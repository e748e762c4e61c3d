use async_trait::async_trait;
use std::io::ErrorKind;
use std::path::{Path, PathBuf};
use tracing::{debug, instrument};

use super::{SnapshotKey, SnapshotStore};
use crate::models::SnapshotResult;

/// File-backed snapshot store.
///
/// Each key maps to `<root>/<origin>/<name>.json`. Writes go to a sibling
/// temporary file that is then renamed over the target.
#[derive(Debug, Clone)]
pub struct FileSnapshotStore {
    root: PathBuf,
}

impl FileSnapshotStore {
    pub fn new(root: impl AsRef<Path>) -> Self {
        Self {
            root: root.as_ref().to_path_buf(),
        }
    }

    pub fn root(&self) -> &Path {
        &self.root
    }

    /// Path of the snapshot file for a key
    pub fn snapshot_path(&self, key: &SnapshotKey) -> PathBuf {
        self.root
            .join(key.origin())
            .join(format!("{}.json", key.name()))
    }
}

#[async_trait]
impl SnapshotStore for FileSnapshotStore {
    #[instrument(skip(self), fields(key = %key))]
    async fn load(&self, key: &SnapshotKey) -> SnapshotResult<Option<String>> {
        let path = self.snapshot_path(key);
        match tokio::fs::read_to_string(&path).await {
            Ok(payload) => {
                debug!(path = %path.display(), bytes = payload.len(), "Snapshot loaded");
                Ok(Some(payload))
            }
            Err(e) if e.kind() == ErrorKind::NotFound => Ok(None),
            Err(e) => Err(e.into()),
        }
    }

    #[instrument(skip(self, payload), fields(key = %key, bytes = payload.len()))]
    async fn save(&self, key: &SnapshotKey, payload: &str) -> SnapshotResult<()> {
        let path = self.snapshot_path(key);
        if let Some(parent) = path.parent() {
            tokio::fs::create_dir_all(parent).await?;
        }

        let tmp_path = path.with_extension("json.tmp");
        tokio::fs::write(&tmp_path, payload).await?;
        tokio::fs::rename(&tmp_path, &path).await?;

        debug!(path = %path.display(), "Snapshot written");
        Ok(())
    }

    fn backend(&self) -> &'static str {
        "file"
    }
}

##########

Brief - Everything from the line containing "#[derive(Debug, Clone)]" through the final line of the listing, inclusive, must be reproduced exactly; leave out the rest.

Exercise response -
#[derive(Debug, Clone)]
pub struct FileSnapshotStore {
    root: PathBuf,
}

impl FileSnapshotStore {
    pub fn new(root: impl AsRef<Path>) -> Self {
        Self {
            root: root.as_ref().to_path_buf(),
        }
    }

    pub fn root(&self) -> &Path {
        &self.root
    }

    /// Path of the snapshot file for a key
    pub fn snapshot_path(&self, key: &SnapshotKey) -> PathBuf {
        self.root
            .join(key.origin())
            .join(format!("{}.json", key.name()))
    }
}

#[async_trait]
impl SnapshotStore for FileSnapshotStore {
    #[instrument(skip(self), fields(key = %key))]
    async fn load(&self, key: &SnapshotKey) -> SnapshotResult<Option<String>> {
        let path = self.snapshot_path(key);
        match tokio::fs::read_to_string(&path).await {
            Ok(payload) => {
                debug!(path = %path.display(), bytes = payload.len(), "Snapshot loaded");
                Ok(Some(payload))
            }
            Err(e) if e.kind() == ErrorKind::NotFound => Ok(None),
            Err(e) => Err(e.into()),
        }
    }

    #[instrument(skip(self, payload), fields(key = %key, bytes = payload.len()))]
    async fn save(&self, key: &SnapshotKey, payload: &str) -> SnapshotResult<()> {
        let path = self.snapshot_path(key);
        if let Some(parent) = path.parent() {
            tokio::fs::create_dir_all(parent).await?;
        }

        let tmp_path = path.with_extension("json.tmp");
        tokio::fs::write(&tmp_path, payload).await?;
        tokio::fs::rename(&tmp_path, &path).await?;

        debug!(path = %path.display(), "Snapshot written");
        Ok(())
    }

    fn backend(&self) -> &'static str {
        "file"
    }
}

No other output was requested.